Der Jahresbeginn duftet nach Sandelholz
Räucherabend zu Rauhnächten in Liptingen vermittelt alte Bräuche
EMMINGEN-LIPTINGEN - Einen Räucherkurs speziell für die Zeit „zwischen den Jahren“haben die Kräuterpädagoginnen Christiane Denzel und Martina Braun in der Braunwurzhütte bei Liptingen angeboten. Ziel der Veranstaltung war, den Rhythmus der Jahreszeiten für sich wieder neu zu entdecken sowie alte Bräuche und Mythen kennenzulernen.
Die Zeit vom 25. Dezember bis 6. Januar wird auch die Zeit der Rauhnächte genannt. Der Abschnitt des Jahres soll dazu dienen, sich auf diese überlieferten Bräuche zu besinnen sowie sich der inneren Einkehr und Erneuerung zu widmen.
„Geräuchert wird nachgewiesenerweise, seit der Mensch gezielt Feuer machen und dieses auch löschen kann“, erklärte Denzel den 46 Teilnehmern (darunter auch einige Männer) am Mittwoch, 27. Dezember 2017, in der Wehstetter Braunwurzhütte. Geräuchert, das wussten auch einige der Teilnehmer zu berichten, wurde, um während oder nach Krankheiten zu reinigen, zu desinfizieren, um die Gesundheit zu stärken – aber auch zu Jahresfesten, wie Lichtmess, Ostern, Johanni, oder zu spirituellen Zwecken, sagte sie.
Getrocknet muss langsam werden
Dabei wurden traditionell heimische Kräuter verwendet, die in der Zeit der „Weibersammelsaison“– zwischen Mariä Himmelfahrt am 15. August und dem 15. September – gesammelt und danach getrocknet werden. „Allerdings nie zu schnell, in der Sonne, oder dem Backofen zum Beispiel“, hob die Kräuterexpertin hervor, „sondern langsam an einem trockenen Schattenplatz, oder auf der Bühne.
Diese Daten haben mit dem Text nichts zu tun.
use contracts::domain::a001_productos_vender::{Columns, ProductoVender};

use super::errors::ImportError;
use super::excel_reader::{CellValue, RawRow};

/// Преобразует строку листа в запись каталога.
///
/// `index` - позиция строки (с 0), используется как номер позиции, если колонка
/// "Ítems" пуста. Строка без кода возвращается как `Ok(None)`.
/// Нечитаемое число в любой колонке - ошибка всего импорта.
pub fn normalize(row: &RawRow, index: usize) -> Result<Option<ProductoVender>, ImportError> {
    let line = index + 1;
    let number = |column: &'static str| sanitize_number(row.get(column), column, line);

    let transport_column = if row.contains(Columns::TRANSPORT) {
        Columns::TRANSPORT
    } else {
        Columns::TRANSPORT_ALT
    };

    let item_number = match number(Columns::ITEM)? {
        n if n == 0.0 => line as i32,
        n => n.trunc() as i32,
    };

    let record = ProductoVender {
        item_number,
        codigo: sanitize_text(row.get(Columns::CODE)),
        municipio: sanitize_text(row.get(Columns::CITY)),
        categoria: sanitize_text(row.get(Columns::CATEGORY)),
        producto: sanitize_text(row.get(Columns::PRODUCT)),
        presentacion: sanitize_text(row.get(Columns::PRESENTATION)),
        costo_pcc: number(Columns::COST)?,
        porcentaje_logistica: number(Columns::LOGISTICS)?,
        porcentaje_transporte: number(transport_column)?,
        precio_sugerido: number(Columns::SUGGESTED)?,
        precio_venta: number(Columns::SALE)?,
    };

    if record.codigo.is_empty() {
        return Ok(None);
    }
    Ok(Some(record))
}

/// Нормализует все строки по порядку; первая ошибка прерывает обработку
pub fn normalize_all(rows: &[RawRow]) -> Result<Vec<ProductoVender>, ImportError> {
    let mut records = Vec::with_capacity(rows.len());
    for (index, row) in rows.iter().enumerate() {
        if let Some(record) = normalize(row, index)? {
            records.push(record);
        }
    }
    Ok(records)
}

fn sanitize_text(value: Option<&CellValue>) -> String {
    match value {
        None => String::new(),
        Some(CellValue::Text(s)) => s.trim().to_string(),
        Some(CellValue::Number(n)) => n.to_string(),
        Some(CellValue::Bool(b)) => b.to_string(),
    }
}

fn sanitize_number(
    value: Option<&CellValue>,
    column: &'static str,
    row: usize,
) -> Result<f64, ImportError> {
    let malformed = |raw: String| ImportError::MalformedNumber {
        column,
        row,
        value: raw,
    };

    match value {
        None => Ok(0.0),
        Some(CellValue::Number(n)) => Ok(*n),
        // в "true"/"false" нет цифр
        Some(CellValue::Bool(_)) => Ok(0.0),
        Some(CellValue::Text(s)) if s.trim().is_empty() => Ok(0.0),
        Some(CellValue::Text(s)) => parse_formatted(s).ok_or_else(|| malformed(s.clone())),
    }
}

/// Разбирает число из строки вида "$ 5.000", "1.234,56", "12.5", "-3".
///
/// Отбрасываются все символы, кроме цифр, '.', ',' и '-'.
/// Если встречаются оба разделителя, десятичным считается последний.
/// Одиночная ',' - десятичная; повторяющиеся - разделители тысяч.
/// Точки считаются разделителями тысяч, только если после каждой идёт ровно
/// три цифры ("5.000", "1.234.567"), иначе точка десятичная ("12.5").
pub fn parse_formatted(raw: &str) -> Option<f64> {
    let cleaned: String = raw
        .chars()
        .filter(|c| c.is_ascii_digit() || matches!(c, '.' | ',' | '-'))
        .collect();

    let canonical = match (cleaned.rfind('.'), cleaned.rfind(',')) {
        (Some(dot), Some(comma)) => {
            let (thousands, decimal) = if comma > dot { ('.', ',') } else { (',', '.') };
            cleaned.replace(thousands, "").replace(decimal, ".")
        }
        (None, Some(_)) if cleaned.matches(',').count() > 1 => cleaned.replace(',', ""),
        (None, Some(_)) => cleaned.replace(',', "."),
        (Some(_), None) if is_thousands_grouped(&cleaned) => cleaned.replace('.', ""),
        _ => cleaned,
    };

    canonical.parse::<f64>().ok().filter(|v| v.is_finite())
}

fn is_thousands_grouped(s: &str) -> bool {
    let digits = s.strip_prefix('-').unwrap_or(s);
    let mut groups = digits.split('.');
    let head = groups.next().unwrap_or_default();
    let head_ok = (1..=3).contains(&head.len()) && !head.starts_with('0');
    head_ok && groups.all(|g| g.len() == 3 && g.bytes().all(|b| b.is_ascii_digit()))
}

#[cfg(test)]
mod tests {
    use super::*;

    fn text(s: &str) -> CellValue {
        CellValue::Text(s.to_string())
    }

    #[test]
    fn test_scenario_papa_row() {
        let row: RawRow = [
            (Columns::CODE, text("A1")),
            (Columns::PRODUCT, text("Papa")),
            (Columns::SALE, text("5.000")),
        ]
        .into_iter()
        .collect();

        let record = normalize(&row, 0).unwrap().unwrap();
        let mut expected = ProductoVender::with_codigo(1, "A1");
        expected.producto = "Papa".into();
        expected.precio_venta = 5000.0;
        assert_eq!(record, expected);
    }

    #[test]
    fn test_row_without_codigo_is_dropped() {
        let row: RawRow = [(Columns::CODE, text("")), (Columns::PRODUCT, text("Cebolla"))]
            .into_iter()
            .collect();
        assert_eq!(normalize(&row, 4).unwrap(), None);

        let blank: RawRow = [(Columns::CODE, text("   ")), (Columns::PRODUCT, text("Cebolla"))]
            .into_iter()
            .collect();
        assert_eq!(normalize(&blank, 5).unwrap(), None);
    }

    #[test]
    fn test_text_is_trimmed_and_numbers_are_stringified() {
        let row: RawRow = [
            (Columns::CODE, CellValue::Number(1001.0)),
            (Columns::CITY, text("  Tunja ")),
            (Columns::PRESENTATION, text("Bulto 50kg\n")),
        ]
        .into_iter()
        .collect();

        let record = normalize(&row, 0).unwrap().unwrap();
        assert_eq!(record.codigo, "1001");
        assert_eq!(record.municipio, "Tunja");
        assert_eq!(record.presentacion, "Bulto 50kg");
        assert_eq!(record.categoria, "");
    }

    #[test]
    fn test_item_number_from_column_or_position() {
        let with_item: RawRow = [(Columns::CODE, text("A")), (Columns::ITEM, CellValue::Number(42.0))]
            .into_iter()
            .collect();
        let zero_item: RawRow = [(Columns::CODE, text("A")), (Columns::ITEM, CellValue::Number(0.0))]
            .into_iter()
            .collect();
        let no_item: RawRow = [(Columns::CODE, text("A"))].into_iter().collect();

        assert_eq!(normalize(&with_item, 9).unwrap().unwrap().item_number, 42);
        assert_eq!(normalize(&zero_item, 9).unwrap().unwrap().item_number, 10);
        assert_eq!(normalize(&no_item, 2).unwrap().unwrap().item_number, 3);
    }

    #[test]
    fn test_transport_alias_used_only_when_primary_missing() {
        let alias_only: RawRow = [(Columns::CODE, text("A")), (Columns::TRANSPORT_ALT, CellValue::Number(0.05))]
            .into_iter()
            .collect();
        let both: RawRow = [
            (Columns::CODE, text("A")),
            (Columns::TRANSPORT, CellValue::Number(0.1)),
            (Columns::TRANSPORT_ALT, CellValue::Number(0.05)),
        ]
        .into_iter()
        .collect();

        assert_eq!(normalize(&alias_only, 0).unwrap().unwrap().porcentaje_transporte, 0.05);
        assert_eq!(normalize(&both, 0).unwrap().unwrap().porcentaje_transporte, 0.1);
    }

    #[test]
    fn test_numeric_inputs_that_never_fail() {
        assert_eq!(sanitize_number(None, Columns::COST, 1).unwrap(), 0.0);
        assert_eq!(sanitize_number(Some(&text("")), Columns::COST, 1).unwrap(), 0.0);
        assert_eq!(sanitize_number(Some(&text("  ")), Columns::COST, 1).unwrap(), 0.0);
        assert_eq!(sanitize_number(Some(&CellValue::Number(0.0)), Columns::COST, 1).unwrap(), 0.0);
        assert_eq!(sanitize_number(Some(&CellValue::Number(12.75)), Columns::COST, 1).unwrap(), 12.75);
        assert_eq!(sanitize_number(Some(&CellValue::Bool(true)), Columns::COST, 1).unwrap(), 0.0);
        assert_eq!(sanitize_number(Some(&text("1.234,56")), Columns::COST, 1).unwrap(), 1234.56);
        assert_eq!(sanitize_number(Some(&text("$ 5.000")), Columns::COST, 1).unwrap(), 5000.0);
    }

    #[test]
    fn test_malformed_number_carries_raw_value() {
        let row: RawRow = [(Columns::CODE, text("A1")), (Columns::COST, text("abc"))]
            .into_iter()
            .collect();

        match normalize(&row, 6) {
            Err(ImportError::MalformedNumber { column, row, value }) => {
                assert_eq!(column, Columns::COST);
                assert_eq!(row, 7);
                assert_eq!(value, "abc");
            }
            other => panic!("expected MalformedNumber, got {:?}", other),
        }
    }

    #[test]
    fn test_normalize_all_stops_at_first_malformed_row() {
        let rows: Vec<RawRow> = vec![
            [(Columns::CODE, text("A1"))].into_iter().collect(),
            [(Columns::CODE, text("A2")), (Columns::SALE, text("n/a"))]
                .into_iter()
                .collect(),
        ];
        assert!(matches!(
            normalize_all(&rows),
            Err(ImportError::MalformedNumber { row: 2, .. })
        ));
    }

    #[test]
    fn test_parse_formatted() {
        assert_eq!(parse_formatted("5.000"), Some(5000.0));
        assert_eq!(parse_formatted("1.234.567"), Some(1234567.0));
        assert_eq!(parse_formatted("12.5"), Some(12.5));
        assert_eq!(parse_formatted("0.125"), Some(0.125));
        assert_eq!(parse_formatted("1,5"), Some(1.5));
        assert_eq!(parse_formatted("1,234,567"), Some(1234567.0));
        assert_eq!(parse_formatted("1,234.5"), Some(1234.5));
        assert_eq!(parse_formatted("-3"), Some(-3.0));
        assert_eq!(parse_formatted("COP 12.000 c/u"), Some(12000.0));
        assert_eq!(parse_formatted("abc"), None);
        assert_eq!(parse_formatted("1-2"), None);
        assert_eq!(parse_formatted("-"), None);
    }
}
Die Blätter müssen dabei immer dunkelgrün bleiben“, betonte sie. Geräuchert werden kann alles, was im Garten, auf den Wiesen, im Wald, aber auch in der Küche zu finden ist. „Zu beachten ist dabei“, erklärte sie, „dass alles was vorher giftig war, auch beim Räuchern giftig bleibt.“
Ritual mit Myrrhe und Weihrauch
Verwendet werden auch Harze aus fernen Ländern, wie Weihrauch, Myrrhe, Benzoe Siam oder verschiedene Hölzer wie zum Beispiel Sandelholz. In der Braunwurzhütte begann Denzel mit dem Räucher-Ritual: Erst wurde Kohle in eine feuerfeste, mit Sand gefüllte Schale gelegt. Nachdem sie diese zum vollständigen Glühen gebracht hatte, brachte sie das in einem Mörser fein zerstoßene Räucherwerk darauf aus. „Immer so viel, wie zwischen zwei Finger passt“, erklärte sie, bevor sie den Teilnehmern mit einer Feder den duftenden Rauch zufächelte.
Drei Räucherungen waren an diesem Abend vorgesehen. Es kamen Duftmischungen aus Süßgras, Beifuß, Wachholder, Salbei, Orangenschalen zur Reinigung, Weihrauch, Myrrhe, Kardamom zur Weihnacht, oder Lavendel, Melisse, Benzoe Siam und Sandelholzrinde zu Neujahr zur Anwendung. Die Teilnehmer genossen die von heimischen und fremden Düften rauchgeschwängerte Luft im Gastraum sichtlich. Nach zwei Räucherungen wurden sie nach draußen an die frische Luft gebeten.
Martina Braun, Wirtin der Braunwurzhütte, hatte für den Abend kleine Häppchen aus wilden Genüssen zubereitet, es gab heißen Kräutertee aus selbst gesammelten und getrockneten Zutaten und zum Abschluss des informativen und alle Sinne ansprechenden Abends überraschte sie noch mit einem zauberhaften Kräutermärchen.